**EXERCISE**
What do the lines say, reproduced word for word, from the first of the entries below through the line bearing "let status = StatusCell::new(ConnectionStatus::Connecting);"?

**RECORD EXCERPTS**
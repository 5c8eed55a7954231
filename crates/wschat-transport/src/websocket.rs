//! WebSocket transport for chat servers.

use futures::{SinkExt, StreamExt};
use tokio::sync::{mpsc, watch};
use tokio_tungstenite::{connect_async, tungstenite::Message};
use wschat_core::{
    ClientCommand, ConnectTarget, ConnectionId, ConnectionStatus, Connector, SendError,
    ServerEvent, TransportEvent, TransportHandle, TransportSender,
};

use crate::status::StatusCell;

/// Connector that opens one WebSocket per handle.
#[derive(Debug, Clone, Copy, Default)]
pub struct WebSocketConnector;

impl WebSocketConnector {
    /// Create a new WebSocket connector.
    #[must_use]
    pub const fn new() -> Self {
        Self
    }
}

impl Connector for WebSocketConnector {
    type Handle = WebSocketHandle;

    fn connect(&self, target: ConnectTarget, events: TransportSender) -> WebSocketHandle {
        let id = ConnectionId::next();
        let status = StatusCell::new(ConnectionStatus::Connecting);
        let (outgoing_tx, outgoing_rx) = mpsc::unbounded_channel();
        let (shutdown_tx, shutdown_rx) = watch::channel(false);

        let reporter = Reporter { id, events };
        reporter.status(ConnectionStatus::Connecting);

        let connection = Connection {
            url: target.endpoint,
            status: status.clone(),
            reporter,
            outgoing: outgoing_rx,
            shutdown: shutdown_rx,
        };

        match tokio::runtime::Handle::try_current() {
            Ok(runtime) => {
                runtime.spawn(connection.run());
            }
            Err(e) => {
                tracing::error!(connection = %id, "No runtime to drive WebSocket: {e}");
                connection.finish(Some(format!("websocket error: {e}")));
            }
        }

        WebSocketHandle {
            id,
            status,
            outgoing: outgoing_tx,
            shutdown: shutdown_tx,
        }
    }
}

/// Handle to one WebSocket connection.
///
/// Dropping the handle without calling [`TransportHandle::close`] also ends
/// the connection, since the driving task loses its command channel.
#[derive(Debug)]
pub struct WebSocketHandle {
    id: ConnectionId,
    status: StatusCell,
    outgoing: mpsc::UnboundedSender<ClientCommand>,
    shutdown: watch::Sender<bool>,
}

impl TransportHandle for WebSocketHandle {
    fn id(&self) -> ConnectionId {
        self.id
    }

    fn status(&self) -> ConnectionStatus {
        self.status.get()
    }

    fn try_send(&self, command: ClientCommand) -> Result<(), SendError> {
        if *self.shutdown.borrow() || self.status.get() != ConnectionStatus::Open {
            return Err(SendError::NotConnected);
        }
        self.outgoing
            .send(command)
            .map_err(|_| SendError::ChannelClosed)
    }

    fn close(&self) {
        self.shutdown.send_replace(true);
    }
}

struct Reporter {
    id: ConnectionId,
    events: TransportSender,
}

impl Reporter {
    fn status(&self, status: ConnectionStatus) {
        tracing::debug!(connection = %self.id, %status, "Connection status");
        let _ = self.events.send(TransportEvent::status(self.id, status));
    }

    fn event(&self, event: ServerEvent) {
        let _ = self.events.send(TransportEvent::event(self.id, event));
    }
}

/// Resolves once shutdown is requested or every handle is gone.
async fn shutdown_requested(shutdown: &mut watch::Receiver<bool>) {
    // The borrow guard is not `Send`; drop it before returning.
    let _ = shutdown.wait_for(|closed| *closed).await;
}

struct Connection {
    url: String,
    status: StatusCell,
    reporter: Reporter,
    outgoing: mpsc::UnboundedReceiver<ClientCommand>,
    shutdown: watch::Receiver<bool>,
}

impl Connection {
    async fn run(mut self) {
        tracing::info!(connection = %self.reporter.id, url = %self.url, "Connecting to chat server");

        let connected = tokio::select! {
            result = connect_async(self.url.as_str()) => Some(result),
            () = shutdown_requested(&mut self.shutdown) => None,
        };

        let socket = match connected {
            Some(Ok((socket, _))) => socket,
            Some(Err(e)) => {
                tracing::warn!(connection = %self.reporter.id, "WebSocket connect failed: {e}");
                self.finish(Some(format!("websocket error: {e}")));
                return;
            }
            // Closed while connecting.
            None => {
                self.finish(None);
                return;
            }
        };

        if !self.status.open() {
            self.finish(None);
            return;
        }
        self.reporter.status(ConnectionStatus::Open);

        let (mut sender, mut receiver) = socket.split();

        loop {
            tokio::select! {
                msg = receiver.next() => {
                    let text = match msg {
                        Some(Ok(Message::Text(text))) => text.as_str().to_owned(),
                        Some(Ok(Message::Binary(data))) => match String::from_utf8(data.to_vec()) {
                            Ok(text) => text,
                            Err(_) => {
                                self.reporter.event(ServerEvent::error("invalid event: binary frame is not UTF-8"));
                                continue;
                            }
                        },
                        Some(Ok(Message::Close(_))) | None => {
                            tracing::info!(connection = %self.reporter.id, "Server closed connection");
                            break;
                        }
                        Some(Ok(_)) => continue,
                        Some(Err(e)) => {
                            tracing::error!(connection = %self.reporter.id, "WebSocket error: {e}");
                            self.reporter.event(ServerEvent::error(format!("websocket error: {e}")));
                            break;
                        }
                    };
                    self.reporter.event(ServerEvent::decode(&text));
                }
                Some(command) = self.outgoing.recv() => {
                    let frame = match command.encode() {
                        Ok(frame) => frame,
                        Err(e) => {
                            tracing::error!("Failed to serialize command: {e}");
                            self.reporter.event(ServerEvent::error(e.to_string()));
                            continue;
                        }
                    };
                    if let Err(e) = sender.send(Message::Text(frame.into())).await {
                        tracing::error!(connection = %self.reporter.id, "Failed to send frame: {e}");
                        self.reporter.event(ServerEvent::error(format!("websocket error: {e}")));
                        break;
                    }
                }
                () = shutdown_requested(&mut self.shutdown) => {
                    let _ = sender.close().await;
                    break;
                }
            }
        }

        self.finish(None);
    }

    /// Report an optional fault, then `closed`. Consumes the connection so
    /// nothing can be reported afterwards.
    fn finish(self, fault: Option<String>) {
        if let Some(text) = fault {
            self.reporter.event(ServerEvent::error(text));
        }
        self.status.close();
        self.reporter.status(ConnectionStatus::Closed);
    }
}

**RESPONSE AREA**
repository 5c8eed55a7954231
filename crates/wschat-transport/src/websocket.rs
//! WebSocket transport for chat servers.

use futures::{SinkExt, StreamExt};
use tokio::sync::{mpsc, watch};
use tokio_tungstenite::{connect_async, tungstenite::Message};
use wschat_core::{
    ClientCommand, ConnectTarget, ConnectionId, ConnectionStatus, Connector, SendError,
    ServerEvent, TransportEvent, TransportHandle, TransportSender,
};

use crate::status::StatusCell;

/// Connector that opens one WebSocket per handle.
#[derive(Debug, Clone, Copy, Default)]
pub struct WebSocketConnector;

impl WebSocketConnector {
    /// Create a new WebSocket connector.
    #[must_use]
    pub const fn new() -> Self {
        Self
    }
}

impl Connector for WebSocketConnector {
    type Handle = WebSocketHandle;

    fn connect(&self, target: ConnectTarget, events: TransportSender) -> WebSocketHandle {
        let id = ConnectionId::next();
        let status = StatusCell::new(ConnectionStatus::Connecting);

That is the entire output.